### [What to do]
Copy precisely the first line of the material below and every later line, stopping with the line that contains "whose separating lines".

### [The data]

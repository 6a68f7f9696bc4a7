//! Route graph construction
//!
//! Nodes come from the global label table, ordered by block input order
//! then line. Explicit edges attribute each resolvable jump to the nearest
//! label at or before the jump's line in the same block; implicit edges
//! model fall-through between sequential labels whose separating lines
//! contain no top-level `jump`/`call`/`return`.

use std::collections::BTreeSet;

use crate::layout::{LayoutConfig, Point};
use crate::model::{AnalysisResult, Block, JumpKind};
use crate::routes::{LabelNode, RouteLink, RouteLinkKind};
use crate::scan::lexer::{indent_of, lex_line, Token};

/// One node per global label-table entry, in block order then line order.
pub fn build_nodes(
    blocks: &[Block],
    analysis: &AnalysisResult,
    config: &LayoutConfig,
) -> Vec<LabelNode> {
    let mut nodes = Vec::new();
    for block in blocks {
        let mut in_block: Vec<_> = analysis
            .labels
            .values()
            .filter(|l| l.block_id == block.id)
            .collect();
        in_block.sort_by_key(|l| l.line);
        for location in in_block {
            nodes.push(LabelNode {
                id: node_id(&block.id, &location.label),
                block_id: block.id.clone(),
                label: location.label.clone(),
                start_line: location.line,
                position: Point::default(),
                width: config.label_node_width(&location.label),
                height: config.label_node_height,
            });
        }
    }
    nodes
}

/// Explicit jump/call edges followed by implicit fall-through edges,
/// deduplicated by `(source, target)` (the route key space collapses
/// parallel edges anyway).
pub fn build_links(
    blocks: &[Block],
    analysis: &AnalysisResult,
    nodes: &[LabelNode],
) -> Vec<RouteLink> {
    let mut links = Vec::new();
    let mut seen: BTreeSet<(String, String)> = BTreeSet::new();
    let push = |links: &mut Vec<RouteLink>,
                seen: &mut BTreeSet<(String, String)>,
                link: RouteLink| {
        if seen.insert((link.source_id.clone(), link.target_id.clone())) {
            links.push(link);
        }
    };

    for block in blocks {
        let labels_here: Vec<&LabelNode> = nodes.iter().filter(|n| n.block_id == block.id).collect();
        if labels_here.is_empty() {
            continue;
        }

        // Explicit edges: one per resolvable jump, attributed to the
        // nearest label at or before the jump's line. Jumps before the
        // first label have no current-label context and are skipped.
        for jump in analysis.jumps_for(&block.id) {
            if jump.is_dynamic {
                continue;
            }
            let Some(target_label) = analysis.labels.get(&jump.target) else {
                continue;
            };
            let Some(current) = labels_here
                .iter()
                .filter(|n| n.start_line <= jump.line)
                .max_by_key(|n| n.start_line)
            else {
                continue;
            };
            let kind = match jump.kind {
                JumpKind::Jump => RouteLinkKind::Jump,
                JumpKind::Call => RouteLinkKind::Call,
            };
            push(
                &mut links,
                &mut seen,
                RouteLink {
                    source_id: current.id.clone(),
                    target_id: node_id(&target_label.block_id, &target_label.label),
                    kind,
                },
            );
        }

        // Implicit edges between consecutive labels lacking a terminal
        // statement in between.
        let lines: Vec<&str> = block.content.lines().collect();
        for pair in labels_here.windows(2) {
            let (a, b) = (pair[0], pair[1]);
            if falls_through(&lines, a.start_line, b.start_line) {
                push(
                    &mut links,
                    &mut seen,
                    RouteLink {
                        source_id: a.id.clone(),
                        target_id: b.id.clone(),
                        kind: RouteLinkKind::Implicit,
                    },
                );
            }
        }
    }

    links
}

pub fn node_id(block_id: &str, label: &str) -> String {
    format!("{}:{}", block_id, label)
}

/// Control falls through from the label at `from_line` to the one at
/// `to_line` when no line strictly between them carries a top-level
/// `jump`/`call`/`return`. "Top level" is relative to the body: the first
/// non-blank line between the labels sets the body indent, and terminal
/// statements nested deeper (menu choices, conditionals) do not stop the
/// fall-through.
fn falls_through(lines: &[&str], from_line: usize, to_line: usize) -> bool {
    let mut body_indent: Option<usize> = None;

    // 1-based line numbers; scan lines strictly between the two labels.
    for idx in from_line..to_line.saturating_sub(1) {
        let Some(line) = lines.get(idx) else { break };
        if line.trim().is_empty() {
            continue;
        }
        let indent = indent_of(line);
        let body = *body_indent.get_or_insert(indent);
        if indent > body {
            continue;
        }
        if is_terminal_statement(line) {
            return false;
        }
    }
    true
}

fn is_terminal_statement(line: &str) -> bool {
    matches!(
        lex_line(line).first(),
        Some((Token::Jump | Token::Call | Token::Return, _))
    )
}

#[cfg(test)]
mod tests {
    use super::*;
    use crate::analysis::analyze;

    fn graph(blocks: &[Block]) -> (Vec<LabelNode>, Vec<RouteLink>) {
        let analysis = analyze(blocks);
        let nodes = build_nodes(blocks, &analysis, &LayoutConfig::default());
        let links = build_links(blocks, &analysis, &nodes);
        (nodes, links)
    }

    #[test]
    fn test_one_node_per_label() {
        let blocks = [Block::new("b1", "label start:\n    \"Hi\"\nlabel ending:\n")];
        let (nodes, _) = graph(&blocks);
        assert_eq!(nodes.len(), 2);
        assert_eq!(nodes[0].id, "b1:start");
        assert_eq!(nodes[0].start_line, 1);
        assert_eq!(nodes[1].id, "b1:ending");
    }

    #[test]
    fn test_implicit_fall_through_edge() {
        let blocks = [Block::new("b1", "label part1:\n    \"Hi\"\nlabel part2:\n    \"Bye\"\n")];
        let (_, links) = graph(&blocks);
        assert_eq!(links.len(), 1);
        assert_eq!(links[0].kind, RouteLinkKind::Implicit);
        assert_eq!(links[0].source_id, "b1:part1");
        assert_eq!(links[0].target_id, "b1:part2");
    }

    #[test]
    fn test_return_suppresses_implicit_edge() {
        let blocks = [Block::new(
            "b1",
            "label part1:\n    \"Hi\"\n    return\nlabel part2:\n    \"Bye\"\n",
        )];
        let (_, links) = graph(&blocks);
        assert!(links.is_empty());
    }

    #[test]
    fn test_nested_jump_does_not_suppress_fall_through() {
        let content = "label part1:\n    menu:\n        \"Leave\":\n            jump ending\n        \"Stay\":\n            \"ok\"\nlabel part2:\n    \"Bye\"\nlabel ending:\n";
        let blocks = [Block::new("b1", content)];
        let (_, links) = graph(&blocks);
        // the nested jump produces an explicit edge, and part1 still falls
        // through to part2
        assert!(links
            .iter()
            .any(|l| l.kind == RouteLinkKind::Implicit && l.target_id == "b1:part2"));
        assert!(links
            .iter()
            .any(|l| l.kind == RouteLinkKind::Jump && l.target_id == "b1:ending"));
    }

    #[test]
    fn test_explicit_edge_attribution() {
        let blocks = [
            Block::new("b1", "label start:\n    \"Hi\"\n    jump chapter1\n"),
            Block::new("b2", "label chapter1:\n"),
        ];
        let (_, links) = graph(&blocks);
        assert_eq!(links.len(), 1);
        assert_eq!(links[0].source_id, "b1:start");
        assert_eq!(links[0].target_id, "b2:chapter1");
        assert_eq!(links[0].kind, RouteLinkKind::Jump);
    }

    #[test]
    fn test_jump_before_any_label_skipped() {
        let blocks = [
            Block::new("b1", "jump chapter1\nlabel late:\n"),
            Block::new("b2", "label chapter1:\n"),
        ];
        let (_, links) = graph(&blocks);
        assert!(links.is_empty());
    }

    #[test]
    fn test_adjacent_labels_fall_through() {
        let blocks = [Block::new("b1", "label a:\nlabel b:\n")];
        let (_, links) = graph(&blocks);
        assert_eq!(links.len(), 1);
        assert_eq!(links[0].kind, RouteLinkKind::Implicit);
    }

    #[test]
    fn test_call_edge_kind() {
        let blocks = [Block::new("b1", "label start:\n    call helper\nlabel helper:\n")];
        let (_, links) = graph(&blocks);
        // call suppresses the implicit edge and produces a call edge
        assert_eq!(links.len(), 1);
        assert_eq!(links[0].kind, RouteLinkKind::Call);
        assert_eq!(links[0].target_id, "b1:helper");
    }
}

### [Written answer]
repository 6a68f7f9696bc4a7
//! Route graph construction
//!
//! Nodes come from the global label table, ordered by block input order
//! then line. Explicit edges attribute each resolvable jump to the nearest
//! label at or before the jump's line in the same block; implicit edges
//! model fall-through between sequential labels whose separating lines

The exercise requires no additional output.